//! Transfer requests
//!
//! A [`Transfer`] describes one in-flight data transfer. The stack validates
//! and maps it, then hands it to the hardware driver. The driver calls
//! [`Transfer::complete()`] exactly once when the hardware finishes, or the
//! stack does it on the driver's behalf when the transfer is cancelled.
//!
//! ```text
//! Idle ──submit──▶ InProgress ──complete──▶ Complete | Failed(err)
//! ```
//!
//! Terminal transfers may be submitted again; an in-progress transfer may not.

use crate::dma::{align_up, DmaMapper};
use crate::error::{Error, Result};
use alloc::{boxed::Box, sync::Arc, vec, vec::Vec};
use core::sync::atomic::{AtomicU32, AtomicU8, AtomicUsize, Ordering};
use spin::Mutex;
use usb_device::{endpoint::EndpointAddress, UsbDirection};

/// USB transfer types
///
/// Discriminants match the low bits of an endpoint's `bmAttributes`.
#[derive(Debug, Clone, Copy, PartialEq, Eq)]
#[cfg_attr(feature = "defmt-03", derive(defmt_03::Format))]
#[repr(u8)]
pub enum TransferType {
    Control = 0,
    Isochronous = 1,
    Bulk = 2,
    Interrupt = 3,
}

impl TransferType {
    /// Decode the transfer type from an endpoint's `bmAttributes`
    pub const fn from_attributes(attributes: u8) -> Self {
        match attributes & 0b11 {
            0 => Self::Control,
            1 => Self::Isochronous,
            2 => Self::Bulk,
            _ => Self::Interrupt,
        }
    }
}

bitflags::bitflags! {
    /// Per-transfer behavior flags
    #[derive(Debug, Clone, Copy, PartialEq, Eq)]
    pub struct TransferFlags : u8 {
        /// Terminate an OUT transfer that's a multiple of the max packet
        /// size with a zero length packet
        const ZERO_PACKET = 1 << 0;
        /// Treat a short IN transfer as an error
        const SHORT_NOT_OK = 1 << 1;
        /// The transfer carries a SETUP token (host control transfers)
        const SETUP = 1 << 2;
    }
}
--- --- ---
▶ _WORK INSTRUCTIONS_
Copy out, from the material above, each line in which the string "complete" is found.

▶ _TASK RESULT_
//! [`Transfer::complete()`] exactly once when the hardware finishes, or the
//! Idle ──submit──▶ InProgress ──complete──▶ Complete | Failed(err)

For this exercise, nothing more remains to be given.